▸ **What you are asked to do**
Please output the entries below exactly as they are.

(Available records)

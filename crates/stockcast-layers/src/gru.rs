//! GRU cell implementation.

use serde::{Deserialize, Serialize};

use crate::activation::Activation;
use crate::initializer::Initializer;
use crate::tensor::Tensor;

/// Gated Recurrent Unit cell.
///
/// The forward step computes:
/// - `r_t = sigmoid(x_t W_r + h_{t-1} U_r + b_r)` (reset gate)
/// - `z_t = sigmoid(x_t W_z + h_{t-1} U_z + b_z)` (update gate)
/// - `n_t = act(x_t W_n + (r_t * h_{t-1}) U_n + b_n)` (candidate)
/// - `h_t = z_t * h_{t-1} + (1 - z_t) * n_t`
#[derive(Debug, Clone, Serialize, Deserialize)]
pub struct GruCell {
    input_size: usize,
    units: usize,

    // Reset gate
    w_r: Tensor,
    u_r: Tensor,
    b_r: Tensor,
    // Update gate
    w_z: Tensor,
    u_z: Tensor,
    b_z: Tensor,
    // Candidate
    w_n: Tensor,
    u_n: Tensor,
    b_n: Tensor,
}

impl GruCell {
    /// Creates a new GRU cell with Glorot-uniform weights and zero biases.
    pub fn new(input_size: usize, units: usize, seed: u64) -> Self {
        let w = |s: u64| Initializer::GlorotUniform.initialize(&[input_size, units], seed ^ s);
        let u = |s: u64| Initializer::GlorotUniform.initialize(&[units, units], seed ^ s);

        Self {
            input_size,
            units,
            w_r: w(0x51),
            u_r: u(0x52),
            b_r: Tensor::zeros(&[units]),
            w_z: w(0x61),
            u_z: u(0x62),
            b_z: Tensor::zeros(&[units]),
            w_n: w(0x71),
            u_n: u(0x72),
            b_n: Tensor::zeros(&[units]),
        }
    }

    /// Returns the input feature dimension.
    pub fn input_size(&self) -> usize {
        self.input_size
    }

    /// Returns the hidden state dimension.
    pub fn units(&self) -> usize {
        self.units
    }

    /// Zero-initialized hidden state for a batch.
    pub fn init_state(&self, batch_size: usize) -> Tensor {
        Tensor::zeros(&[batch_size, self.units])
    }

    /// Advances the cell one time step. All tensors are batch-major.
    pub fn forward_step(&self, x: &Tensor, h_prev: &Tensor, activation: Activation) -> Tensor {
        let r_gate = Activation::Sigmoid.apply(&x.matmul(&self.w_r).add(&h_prev.matmul(&self.u_r)).add(&self.b_r));
        let z_gate = Activation::Sigmoid.apply(&x.matmul(&self.w_z).add(&h_prev.matmul(&self.u_z)).add(&self.b_z));

        let reset_hidden = r_gate.mul(h_prev);
        let n = activation.apply(&x.matmul(&self.w_n).add(&reset_hidden.matmul(&self.u_n)).add(&self.b_n));

        // h_t = z * h_prev + (1 - z) * n
        let one_minus_z = z_gate.map(|z| 1.0 - z);
        z_gate.mul(h_prev).add(&one_minus_z.mul(&n))
    }

    /// Returns references to the cell's parameters.
    pub fn parameters(&self) -> Vec<&Tensor> {
        vec![
            &self.w_r, &self.u_r, &self.b_r, &self.w_z, &self.u_z, &self.b_z, &self.w_n,
            &self.u_n, &self.b_n,
        ]
    }

    /// Returns mutable references to the cell's parameters.
    pub fn parameters_mut(&mut self) -> Vec<&mut Tensor> {
        vec![
            &mut self.w_r,
            &mut self.u_r,
            &mut self.b_r,
            &mut self.w_z,
            &mut self.u_z,
            &mut self.b_z,
            &mut self.w_n,
            &mut self.u_n,
            &mut self.b_n,
        ]
    }
}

(End Available records)

▸ **Solution for this exercise**
filename crates/stockcast-layers/src/gru.rs
//! GRU cell implementation.

use serde::{Deserialize, Serialize};

use crate::activation::Activation;
use crate::initializer::Initializer;
use crate::tensor::Tensor;

/// Gated Recurrent Unit cell.
///
/// The forward step computes:
/// - `r_t = sigmoid(x_t W_r + h_{t-1} U_r + b_r)` (reset gate)
/// - `z_t = sigmoid(x_t W_z + h_{t-1} U_z + b_z)` (update gate)
/// - `n_t = act(x_t W_n + (r_t * h_{t-1}) U_n + b_n)` (candidate)
/// - `h_t = z_t * h_{t-1} + (1 - z_t) * n_t`
#[derive(Debug, Clone, Serialize, Deserialize)]
pub struct GruCell {
    input_size: usize,
    units: usize,

    // Reset gate
    w_r: Tensor,
    u_r: Tensor,
    b_r: Tensor,
    // Update gate
    w_z: Tensor,
    u_z: Tensor,
    b_z: Tensor,
    // Candidate
    w_n: Tensor,
    u_n: Tensor,
    b_n: Tensor,
}

impl GruCell {
    /// Creates a new GRU cell with Glorot-uniform weights and zero biases.
    pub fn new(input_size: usize, units: usize, seed: u64) -> Self {
        let w = |s: u64| Initializer::GlorotUniform.initialize(&[input_size, units], seed ^ s);
        let u = |s: u64| Initializer::GlorotUniform.initialize(&[units, units], seed ^ s);

        Self {
            input_size,
            units,
            w_r: w(0x51),
            u_r: u(0x52),
            b_r: Tensor::zeros(&[units]),
            w_z: w(0x61),
            u_z: u(0x62),
            b_z: Tensor::zeros(&[units]),
            w_n: w(0x71),
            u_n: u(0x72),
            b_n: Tensor::zeros(&[units]),
        }
    }

    /// Returns the input feature dimension.
    pub fn input_size(&self) -> usize {
        self.input_size
    }

    /// Returns the hidden state dimension.
    pub fn units(&self) -> usize {
        self.units
    }

    /// Zero-initialized hidden state for a batch.
    pub fn init_state(&self, batch_size: usize) -> Tensor {
        Tensor::zeros(&[batch_size, self.units])
    }

    /// Advances the cell one time step. All tensors are batch-major.
    pub fn forward_step(&self, x: &Tensor, h_prev: &Tensor, activation: Activation) -> Tensor {
        let r_gate = Activation::Sigmoid.apply(&x.matmul(&self.w_r).add(&h_prev.matmul(&self.u_r)).add(&self.b_r));
        let z_gate = Activation::Sigmoid.apply(&x.matmul(&self.w_z).add(&h_prev.matmul(&self.u_z)).add(&self.b_z));

        let reset_hidden = r_gate.mul(h_prev);
        let n = activation.apply(&x.matmul(&self.w_n).add(&reset_hidden.matmul(&self.u_n)).add(&self.b_n));

        // h_t = z * h_prev + (1 - z) * n
        let one_minus_z = z_gate.map(|z| 1.0 - z);
        z_gate.mul(h_prev).add(&one_minus_z.mul(&n))
    }

    /// Returns references to the cell's parameters.
    pub fn parameters(&self) -> Vec<&Tensor> {
        vec![
            &self.w_r, &self.u_r, &self.b_r, &self.w_z, &self.u_z, &self.b_z, &self.w_n,
            &self.u_n, &self.b_n,
        ]
    }

    /// Returns mutable references to the cell's parameters.
    pub fn parameters_mut(&mut self) -> Vec<&mut Tensor> {
        vec![
            &mut self.w_r,
            &mut self.u_r,
            &mut self.b_r,
            &mut self.w_z,
            &mut self.u_z,
            &mut self.b_z,
            &mut self.w_n,
            &mut self.u_n,
            &mut self.b_n,
        ]
    }
}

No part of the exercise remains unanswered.